[Stored data]
- Opening Delimiter -

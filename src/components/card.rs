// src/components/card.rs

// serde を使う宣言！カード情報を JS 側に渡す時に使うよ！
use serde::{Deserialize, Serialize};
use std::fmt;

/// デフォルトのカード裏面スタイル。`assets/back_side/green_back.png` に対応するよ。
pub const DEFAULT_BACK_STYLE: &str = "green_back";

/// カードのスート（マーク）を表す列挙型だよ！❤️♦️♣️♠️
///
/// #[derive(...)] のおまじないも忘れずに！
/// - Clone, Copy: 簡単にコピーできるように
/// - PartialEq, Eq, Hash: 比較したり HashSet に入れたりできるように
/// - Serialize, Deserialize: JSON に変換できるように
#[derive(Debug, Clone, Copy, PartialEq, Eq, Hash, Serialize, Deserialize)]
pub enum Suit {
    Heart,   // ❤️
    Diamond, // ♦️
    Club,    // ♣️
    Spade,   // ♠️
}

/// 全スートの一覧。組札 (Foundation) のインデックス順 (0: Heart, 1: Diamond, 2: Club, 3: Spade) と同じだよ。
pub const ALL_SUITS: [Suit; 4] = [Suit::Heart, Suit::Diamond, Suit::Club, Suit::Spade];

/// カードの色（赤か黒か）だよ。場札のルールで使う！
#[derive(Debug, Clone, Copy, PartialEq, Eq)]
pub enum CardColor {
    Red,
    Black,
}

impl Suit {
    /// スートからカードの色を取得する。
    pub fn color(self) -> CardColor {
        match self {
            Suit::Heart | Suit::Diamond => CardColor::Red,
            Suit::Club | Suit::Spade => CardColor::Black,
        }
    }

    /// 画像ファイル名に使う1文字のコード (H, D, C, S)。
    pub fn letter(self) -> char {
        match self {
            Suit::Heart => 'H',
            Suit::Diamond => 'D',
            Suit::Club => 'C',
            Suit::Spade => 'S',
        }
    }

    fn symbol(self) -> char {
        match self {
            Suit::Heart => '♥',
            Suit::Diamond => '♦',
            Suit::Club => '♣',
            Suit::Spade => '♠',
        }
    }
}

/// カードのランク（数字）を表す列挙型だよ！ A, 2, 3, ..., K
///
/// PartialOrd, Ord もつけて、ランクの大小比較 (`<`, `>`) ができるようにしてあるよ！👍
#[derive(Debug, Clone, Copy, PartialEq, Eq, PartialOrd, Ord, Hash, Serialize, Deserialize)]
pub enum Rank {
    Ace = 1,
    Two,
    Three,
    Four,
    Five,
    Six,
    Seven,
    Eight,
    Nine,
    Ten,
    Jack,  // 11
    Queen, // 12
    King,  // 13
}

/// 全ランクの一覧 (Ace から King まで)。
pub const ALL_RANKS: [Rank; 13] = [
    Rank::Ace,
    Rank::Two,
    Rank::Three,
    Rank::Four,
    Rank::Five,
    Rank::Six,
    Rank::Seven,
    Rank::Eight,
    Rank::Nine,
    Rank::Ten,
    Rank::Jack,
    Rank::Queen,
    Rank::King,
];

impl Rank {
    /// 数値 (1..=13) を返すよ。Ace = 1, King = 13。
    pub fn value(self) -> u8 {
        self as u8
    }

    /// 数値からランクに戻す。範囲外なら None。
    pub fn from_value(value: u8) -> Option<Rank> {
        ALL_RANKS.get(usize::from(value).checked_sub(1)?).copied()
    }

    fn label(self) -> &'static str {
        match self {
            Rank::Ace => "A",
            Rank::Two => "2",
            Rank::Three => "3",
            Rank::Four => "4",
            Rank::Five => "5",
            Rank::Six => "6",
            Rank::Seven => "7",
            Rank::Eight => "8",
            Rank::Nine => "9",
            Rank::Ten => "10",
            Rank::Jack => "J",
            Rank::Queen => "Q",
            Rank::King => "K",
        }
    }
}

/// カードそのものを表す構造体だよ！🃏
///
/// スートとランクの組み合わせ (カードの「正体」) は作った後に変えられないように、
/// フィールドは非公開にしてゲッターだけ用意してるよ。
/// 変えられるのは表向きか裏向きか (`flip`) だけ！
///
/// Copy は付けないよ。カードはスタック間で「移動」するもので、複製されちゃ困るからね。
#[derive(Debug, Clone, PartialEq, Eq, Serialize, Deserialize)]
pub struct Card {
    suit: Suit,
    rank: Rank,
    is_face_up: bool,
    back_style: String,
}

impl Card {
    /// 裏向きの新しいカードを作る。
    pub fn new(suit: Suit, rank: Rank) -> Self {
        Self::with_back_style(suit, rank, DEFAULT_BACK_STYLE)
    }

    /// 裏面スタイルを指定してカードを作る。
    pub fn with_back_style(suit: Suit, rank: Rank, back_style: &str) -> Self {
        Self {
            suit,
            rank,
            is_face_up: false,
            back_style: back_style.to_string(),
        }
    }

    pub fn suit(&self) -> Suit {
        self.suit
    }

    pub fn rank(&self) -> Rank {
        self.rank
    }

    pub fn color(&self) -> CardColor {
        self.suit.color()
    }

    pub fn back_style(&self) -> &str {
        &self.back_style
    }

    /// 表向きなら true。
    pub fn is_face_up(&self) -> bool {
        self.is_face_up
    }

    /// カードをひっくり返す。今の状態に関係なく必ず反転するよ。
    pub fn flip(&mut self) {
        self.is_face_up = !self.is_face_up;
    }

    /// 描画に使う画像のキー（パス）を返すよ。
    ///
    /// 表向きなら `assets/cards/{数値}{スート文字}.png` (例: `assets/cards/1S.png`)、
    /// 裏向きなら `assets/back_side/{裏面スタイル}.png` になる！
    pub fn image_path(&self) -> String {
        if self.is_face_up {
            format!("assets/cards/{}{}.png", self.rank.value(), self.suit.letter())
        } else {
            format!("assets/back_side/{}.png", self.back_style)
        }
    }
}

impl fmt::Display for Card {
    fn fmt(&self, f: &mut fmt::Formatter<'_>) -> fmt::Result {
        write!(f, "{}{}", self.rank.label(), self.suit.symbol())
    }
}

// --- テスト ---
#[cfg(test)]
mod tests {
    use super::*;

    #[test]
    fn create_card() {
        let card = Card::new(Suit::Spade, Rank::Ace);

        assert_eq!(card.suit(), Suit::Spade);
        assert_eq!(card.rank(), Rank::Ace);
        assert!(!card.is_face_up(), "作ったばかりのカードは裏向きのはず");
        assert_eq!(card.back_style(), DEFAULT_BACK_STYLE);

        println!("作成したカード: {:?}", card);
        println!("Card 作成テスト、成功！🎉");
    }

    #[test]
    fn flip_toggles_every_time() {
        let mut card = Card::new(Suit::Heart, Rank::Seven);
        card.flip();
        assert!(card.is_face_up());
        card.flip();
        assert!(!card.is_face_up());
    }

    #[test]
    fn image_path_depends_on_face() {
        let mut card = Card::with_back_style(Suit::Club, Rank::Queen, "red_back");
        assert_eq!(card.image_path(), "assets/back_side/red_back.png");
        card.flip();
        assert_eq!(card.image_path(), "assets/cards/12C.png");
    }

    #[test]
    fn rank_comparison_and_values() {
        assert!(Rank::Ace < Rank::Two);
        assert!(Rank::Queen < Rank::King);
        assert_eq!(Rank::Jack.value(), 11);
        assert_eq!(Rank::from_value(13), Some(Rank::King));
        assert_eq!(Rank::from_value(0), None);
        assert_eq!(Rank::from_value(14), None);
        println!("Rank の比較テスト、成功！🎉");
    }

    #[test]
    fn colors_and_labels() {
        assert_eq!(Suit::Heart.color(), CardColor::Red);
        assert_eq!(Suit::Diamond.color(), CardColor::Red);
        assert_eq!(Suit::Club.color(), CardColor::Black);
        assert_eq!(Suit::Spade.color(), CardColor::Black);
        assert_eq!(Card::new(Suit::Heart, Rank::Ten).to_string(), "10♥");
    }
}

- Closing Delimiter -

Assignment: All lines from the beginning of the entries through the line marked "から King まで)。" are to be output exactly; nothing else belongs in the answer.

Task answer:
filename src/components/card.rs
// src/components/card.rs

// serde を使う宣言！カード情報を JS 側に渡す時に使うよ！
use serde::{Deserialize, Serialize};
use std::fmt;

/// デフォルトのカード裏面スタイル。`assets/back_side/green_back.png` に対応するよ。
pub const DEFAULT_BACK_STYLE: &str = "green_back";

/// カードのスート（マーク）を表す列挙型だよ！❤️♦️♣️♠️
///
/// #[derive(...)] のおまじないも忘れずに！
/// - Clone, Copy: 簡単にコピーできるように
/// - PartialEq, Eq, Hash: 比較したり HashSet に入れたりできるように
/// - Serialize, Deserialize: JSON に変換できるように
#[derive(Debug, Clone, Copy, PartialEq, Eq, Hash, Serialize, Deserialize)]
pub enum Suit {
    Heart,   // ❤️
    Diamond, // ♦️
    Club,    // ♣️
    Spade,   // ♠️
}

/// 全スートの一覧。組札 (Foundation) のインデックス順 (0: Heart, 1: Diamond, 2: Club, 3: Spade) と同じだよ。
pub const ALL_SUITS: [Suit; 4] = [Suit::Heart, Suit::Diamond, Suit::Club, Suit::Spade];

/// カードの色（赤か黒か）だよ。場札のルールで使う！
#[derive(Debug, Clone, Copy, PartialEq, Eq)]
pub enum CardColor {
    Red,
    Black,
}

impl Suit {
    /// スートからカードの色を取得する。
    pub fn color(self) -> CardColor {
        match self {
            Suit::Heart | Suit::Diamond => CardColor::Red,
            Suit::Club | Suit::Spade => CardColor::Black,
        }
    }

    /// 画像ファイル名に使う1文字のコード (H, D, C, S)。
    pub fn letter(self) -> char {
        match self {
            Suit::Heart => 'H',
            Suit::Diamond => 'D',
            Suit::Club => 'C',
            Suit::Spade => 'S',
        }
    }

    fn symbol(self) -> char {
        match self {
            Suit::Heart => '♥',
            Suit::Diamond => '♦',
            Suit::Club => '♣',
            Suit::Spade => '♠',
        }
    }
}

/// カードのランク（数字）を表す列挙型だよ！ A, 2, 3, ..., K
///
/// PartialOrd, Ord もつけて、ランクの大小比較 (`<`, `>`) ができるようにしてあるよ！👍
#[derive(Debug, Clone, Copy, PartialEq, Eq, PartialOrd, Ord, Hash, Serialize, Deserialize)]
pub enum Rank {
    Ace = 1,
    Two,
    Three,
    Four,
    Five,
    Six,
    Seven,
    Eight,
    Nine,
    Ten,
    Jack,  // 11
    Queen, // 12
    King,  // 13
}

/// 全ランクの一覧 (Ace から King まで)。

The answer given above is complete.